Trooper Ross S. Creach -- Badge #58
On Sunday, December 12, 1943, two days before his first anniversary on the Patrol, Tpr. Creach was directing traffic as a trucking company attempted to remove a trailer from the ditch on U.S. Highway 36, five and one-half miles west of Shelbina, Missouri, in Shelby County. The trailer had been pulled from the ditch and was on the westbound lane with tractor trailers in front and behind the disabled trailer. Tpr. Creach stood on the eastbound lane with a flashlight accompanied by a truck driver, who also had a flashlight.Lighted flares marked each end of the line of trucks to caution oncoming traffic. At approximately 8 p.m., a westbound vehicle approached at a high rate of speed. Tpr. Creach began waving his flashlight to signal the driver to slow down. As the vehicle approached, the truck driver ran from the roadway. Tpr. Creach was struck by the passing car and killed instantly. His body came to rest under the disabled trailer.
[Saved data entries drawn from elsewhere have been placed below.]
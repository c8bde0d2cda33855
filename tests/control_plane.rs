// End-to-end control plane tests against the simulated pin driver and
// the in-memory document store: the same worker wiring as production,
// with fast cadences so each scenario settles in a few seconds.

use std::sync::Arc;
use std::time::Duration;

use serde_json::{json, Value};
use tokio::sync::watch;

use growerd::gpio::{RegistrySnapshot, SimulatedHandle, SimulatedPinDriver};
use growerd::model::DocumentUpdate;
use growerd::reconcile::{Reconciler, ReconcilerHandle};
use growerd::runtime_config::RuntimeConfig;
use growerd::safety::OverrideSet;
use growerd::schedule::{window, ExecutorSet, ScheduleCache, ScheduleEngine};
use growerd::store::{DocumentStore, MemoryDocumentStore};
use growerd::sync::run_hardware_sync;
use growerd::watcher::DocumentWatcher;

const POLL: Duration = Duration::from_millis(50);

struct Rig {
    store: Arc<MemoryDocumentStore>,
    sim: SimulatedHandle,
    recon: ReconcilerHandle,
    overrides: Arc<OverrideSet>,
    executors: Arc<ExecutorSet>,
    #[allow(dead_code)]
    registry: watch::Receiver<RegistrySnapshot>,
    stop: watch::Sender<bool>,
}

impl Rig {
    /// Boot the full worker set against a seeded device document.
    async fn start(device: Value) -> Rig {
        let store = Arc::new(MemoryDocumentStore::new());
        store.put_device(device);
        // Fastest legal read cadence so drift repair settles quickly.
        store.put_intervals(json!({"local_hardware_read_interval_s": 1}));

        let (driver, sim) = SimulatedPinDriver::new();
        let overrides = Arc::new(OverrideSet::new());
        let executors = Arc::new(ExecutorSet::new());
        let cache = Arc::new(ScheduleCache::new());
        let config = Arc::new(RuntimeConfig::new());
        let (stop_tx, stop_rx) = watch::channel(false);

        let (reconciler, recon, registry) = Reconciler::new(
            Box::new(driver),
            store.clone() as Arc<dyn DocumentStore>,
            overrides.clone(),
            executors.clone(),
        );

        let engine = ScheduleEngine::new(
            cache,
            executors.clone(),
            overrides.clone(),
            recon.clone(),
            store.clone() as Arc<dyn DocumentStore>,
            stop_rx.clone(),
        );

        let mut watcher = DocumentWatcher::new(
            store.clone() as Arc<dyn DocumentStore>,
            recon.clone(),
            engine.clone(),
            config.clone(),
            POLL,
        );
        watcher.bootstrap().await.unwrap();

        tokio::spawn(reconciler.run(stop_rx.clone()));
        tokio::spawn(watcher.run(stop_rx.clone()));
        tokio::spawn(run_hardware_sync(recon.clone(), config.clone(), stop_rx.clone()));
        tokio::spawn(window::run_window_evaluator(engine, config, stop_rx.clone()));

        Rig {
            store,
            sim,
            recon,
            overrides,
            executors,
            registry,
            stop: stop_tx,
        }
    }

    async fn set_field(&self, path: &str, value: Value) {
        let mut update = DocumentUpdate::new();
        update.set(path, value);
        self.store.update_device(update).await.unwrap();
    }

    fn shutdown(&self) {
        let _ = self.stop.send(true);
    }
}

/// Poll a condition until it holds or the timeout elapses.
async fn wait_for<F: Fn() -> bool>(what: &str, timeout: Duration, cond: F) {
    let deadline = tokio::time::Instant::now() + timeout;
    loop {
        if cond() {
            return;
        }
        if tokio::time::Instant::now() >= deadline {
            panic!("timed out waiting for: {what}");
        }
        tokio::time::sleep(Duration::from_millis(25)).await;
    }
}

#[tokio::test(flavor = "multi_thread")]
async fn boot_preserves_safety() {
    // Document left over from a previous session: pin 17 stuck ON.
    let rig = Rig::start(json!({
        "gpioState": {
            "17": {"enabled": true, "state": true, "active_low": false, "name": "Pump"}
        }
    }))
    .await;

    wait_for("boot clears stale state", Duration::from_secs(3), || {
        rig.store.get_path("gpioState.17.state") == Some(json!(false))
    })
    .await;

    assert_eq!(rig.sim.level(17), Some(false));
    assert_eq!(
        rig.store.get_path("gpioState.17.hardwareState"),
        Some(json!(false))
    );
    assert_eq!(rig.store.get_path("status"), Some(json!("online")));
    rig.shutdown();
}

#[tokio::test(flavor = "multi_thread")]
async fn user_toggle_round_trips() {
    let rig = Rig::start(json!({
        "gpioState": {"18": {"enabled": true, "state": false}}
    }))
    .await;

    // ON: driver HIGH within a second, document reports back.
    rig.set_field("gpioState.18.state", json!(true)).await;
    wait_for("pin 18 high", Duration::from_secs(1), || {
        rig.sim.level(18) == Some(true)
    })
    .await;
    wait_for("hardwareState true", Duration::from_secs(2), || {
        rig.store.get_path("gpioState.18.hardwareState") == Some(json!(true))
            && rig.store.get_path("gpioState.18.mismatch") == Some(json!(false))
    })
    .await;

    // OFF: the round trip completes.
    rig.set_field("gpioState.18.state", json!(false)).await;
    wait_for("hardwareState false", Duration::from_secs(2), || {
        rig.sim.level(18) == Some(false)
            && rig.store.get_path("gpioState.18.hardwareState") == Some(json!(false))
    })
    .await;
    rig.shutdown();
}

#[tokio::test(flavor = "multi_thread")]
async fn schedule_cycles_and_records_last_run() {
    let rig = Rig::start(json!({
        "gpioState": {"19": {"enabled": true, "state": false}}
    }))
    .await;

    // Add a windowless 1s-ON/1s-OFF schedule through the document.
    rig.set_field(
        "gpioState.19.schedules.s1",
        json!({
            "enabled": true,
            "durationSeconds": 1,
            "frequencySeconds": 1,
            "name": "misting"
        }),
    )
    .await;

    wait_for("executor starts and drives ON", Duration::from_secs(2), || {
        rig.sim.level(19) == Some(true)
    })
    .await;

    // It must cycle: observe an OFF phase and a subsequent ON phase.
    wait_for("OFF phase", Duration::from_secs(3), || {
        rig.sim.level(19) == Some(false)
    })
    .await;
    wait_for("next ON phase", Duration::from_secs(3), || {
        rig.sim.level(19) == Some(true)
    })
    .await;

    // Disable the schedule: executor exits within a second, pin OFF,
    // last_run_at recorded.
    rig.set_field("gpioState.19.schedules.s1.enabled", json!(false))
        .await;
    wait_for("executor exits", Duration::from_secs(3), || {
        rig.executors.running_count() == 0
    })
    .await;
    wait_for("pin off and last_run recorded", Duration::from_secs(2), || {
        rig.sim.level(19) == Some(false)
            && rig
                .store
                .get_path("gpioState.19.schedules.s1.last_run_at")
                .is_some()
    })
    .await;
    rig.shutdown();
}

#[tokio::test(flavor = "multi_thread")]
async fn user_override_stops_schedule() {
    let rig = Rig::start(json!({
        "gpioState": {"19": {"enabled": true, "state": false}}
    }))
    .await;

    rig.set_field(
        "gpioState.19.schedules.s1",
        json!({
            "enabled": true,
            "durationSeconds": 2,
            "frequencySeconds": 1,
            "name": "misting"
        }),
    )
    .await;
    wait_for("schedule running", Duration::from_secs(2), || {
        rig.executors.is_running(19, "s1")
    })
    .await;

    // The user had the pin on earlier in the session...
    rig.set_field("gpioState.19.state", json!(true)).await;
    tokio::time::sleep(Duration::from_millis(200)).await;
    // ...then commands OFF while the schedule is executing.
    rig.set_field("gpioState.19.state", json!(false)).await;

    wait_for("override engages and executor exits", Duration::from_secs(2), || {
        rig.overrides.contains(19) && rig.executors.running_count() == 0
    })
    .await;
    wait_for("pin forced off", Duration::from_secs(1), || {
        rig.sim.level(19) == Some(false)
    })
    .await;

    // The override holds: nothing restarts the executor...
    tokio::time::sleep(Duration::from_millis(800)).await;
    assert_eq!(rig.executors.running_count(), 0);
    assert_eq!(rig.sim.level(19), Some(false));

    // ...until the user commands ON again.
    rig.set_field("gpioState.19.state", json!(true)).await;
    wait_for("override cleared", Duration::from_secs(1), || {
        !rig.overrides.contains(19)
    })
    .await;
    rig.shutdown();
}

#[tokio::test(flavor = "multi_thread")]
async fn active_low_relay_and_auto_repair() {
    let rig = Rig::start(json!({
        "gpioState": {"26": {"enabled": true, "state": false, "active_low": true}}
    }))
    .await;

    // Boot leaves an active-low pin electrically HIGH (relay off).
    wait_for("boot settles", Duration::from_secs(2), || {
        rig.sim.level(26) == Some(true)
    })
    .await;

    // state=true drives the pin LOW; LOW reads back as logical ON.
    rig.set_field("gpioState.26.state", json!(true)).await;
    wait_for("relay energised (LOW)", Duration::from_secs(1), || {
        rig.sim.level(26) == Some(false)
    })
    .await;
    wait_for("hardwareState reports ON", Duration::from_secs(2), || {
        rig.store.get_path("gpioState.26.hardwareState") == Some(json!(true))
    })
    .await;

    // Someone forces the line HIGH externally: the fast read sweep
    // notices the drift and re-asserts LOW within two cycles.
    rig.sim.force_level(26, true);
    wait_for("auto-repair re-asserts LOW", Duration::from_secs(3), || {
        rig.sim.level(26) == Some(false)
    })
    .await;
    rig.shutdown();
}

#[tokio::test(flavor = "multi_thread")]
async fn emergency_stop_forces_everything_off() {
    let rig = Rig::start(json!({
        "gpioState": {
            "4":  {"enabled": true, "state": false},
            "17": {"enabled": true, "state": false},
            "26": {"enabled": true, "state": false, "active_low": true}
        }
    }))
    .await;

    for pin in [4, 17, 26] {
        rig.set_field(&format!("gpioState.{pin}.state"), json!(true))
            .await;
    }
    wait_for("all pins commanded on", Duration::from_secs(2), || {
        rig.sim.level(4) == Some(true)
            && rig.sim.level(17) == Some(true)
            && rig.sim.level(26) == Some(false)
    })
    .await;

    rig.recon
        .emergency_stop(Duration::from_secs(5))
        .await
        .unwrap();

    // Electrically off, polarity-aware.
    assert_eq!(rig.sim.level(4), Some(false));
    assert_eq!(rig.sim.level(17), Some(false));
    assert_eq!(rig.sim.level(26), Some(true));
    // Document cleared synchronously.
    for pin in [4, 17, 26] {
        assert_eq!(
            rig.store.get_path(&format!("gpioState.{pin}.state")),
            Some(json!(false))
        );
        assert_eq!(
            rig.store.get_path(&format!("gpioState.{pin}.hardwareState")),
            Some(json!(false))
        );
        assert!(rig.overrides.contains(pin));
    }
    assert!(rig.store.get_path("lastEmergencyStop").is_some());
    rig.shutdown();
}

#[tokio::test(flavor = "multi_thread")]
async fn hot_init_and_hot_remove() {
    let rig = Rig::start(json!({"gpioState": {}})).await;

    // A new pin appears in the document, already commanded ON.
    rig.set_field(
        "gpioState.23",
        json!({"enabled": true, "state": true, "name": "Fan"}),
    )
    .await;
    wait_for("hot-init applies ON state", Duration::from_secs(2), || {
        rig.sim.level(23) == Some(true)
    })
    .await;

    // The pin disappears: forced off and released.
    rig.store.put_device(json!({"gpioState": {}}));
    wait_for("hot-remove releases the pin", Duration::from_secs(2), || {
        !rig.sim.is_configured(23)
    })
    .await;
    rig.shutdown();
}

#[tokio::test(flavor = "multi_thread")]
async fn commands_execute_and_are_consumed() {
    let rig = Rig::start(json!({
        "gpioState": {"5": {"enabled": true, "state": false}}
    }))
    .await;
    wait_for("boot settles", Duration::from_secs(2), || {
        rig.sim.level(5) == Some(false)
    })
    .await;

    rig.store.push_command(
        "cmd-on",
        json!({"type": "pin_control", "pin": 5, "action": "on"}),
    );
    wait_for("command drives pin and is deleted", Duration::from_secs(2), || {
        rig.sim.level(5) == Some(true) && rig.store.command_count() == 0
    })
    .await;
    assert_eq!(rig.store.get_path("gpioState.5.state"), Some(json!(true)));

    // Auto-off: ON for one second, then back off without further input.
    rig.store.push_command(
        "cmd-burst",
        json!({"type": "pin_control", "pin": 5, "action": "on", "duration": 1}),
    );
    wait_for("auto-off lands", Duration::from_secs(4), || {
        rig.sim.level(5) == Some(false)
            && rig.store.get_path("gpioState.5.state") == Some(json!(false))
    })
    .await;
    rig.shutdown();
}

#[tokio::test(flavor = "multi_thread")]
async fn pwm_command_sets_and_clears_duty() {
    let rig = Rig::start(json!({
        "gpioState": {"12": {"enabled": true, "mode": "pwm"}}
    }))
    .await;
    wait_for("boot settles", Duration::from_secs(2), || {
        rig.sim.is_configured(12)
    })
    .await;

    rig.store.push_command(
        "cmd-pwm",
        json!({"type": "pwm_control", "pin": 12, "duty_cycle": 60}),
    );
    wait_for("duty applied", Duration::from_secs(2), || {
        rig.sim.duty(12) == Some(60)
    })
    .await;
    wait_for("duty reported", Duration::from_secs(2), || {
        rig.store.get_path("gpioState.12.pwmDutyCycle") == Some(json!(60))
    })
    .await;

    // Duty 0 stops PWM and leaves the pin LOW.
    rig.store.push_command(
        "cmd-pwm-off",
        json!({"type": "pwm_control", "pin": 12, "duty_cycle": 0}),
    );
    wait_for("duty cleared, pin low", Duration::from_secs(2), || {
        rig.sim.duty(12) == Some(0) && rig.sim.level(12) == Some(false)
    })
    .await;
    rig.shutdown();
}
The westbound vehicle continued after the impact with Tpr. Creach and turned around in the ditch past the western-most tractor. The driver, Theodore Roosevelt Kendrick, exited his 1936 Ford Roadster, which bore the evidence of the impact with the young trooper, and approached the group of truck drivers who had been working at the scene. The drivers described Kendrick as intoxicated and wanting to fight. Kendrick stated that he had been drinking on Saturday and Sunday, and could not remember anything from the time he left a tavern in Shelbina, until he was told he had killed Tpr. Creach. Kendrick was sentenced to four years in prison.
Trooper Ross S. Creach, 24, was the fifth trooper to be killed in the line of duty. He survived by his wife, two-year-old son, and a second son born several weeks after his death.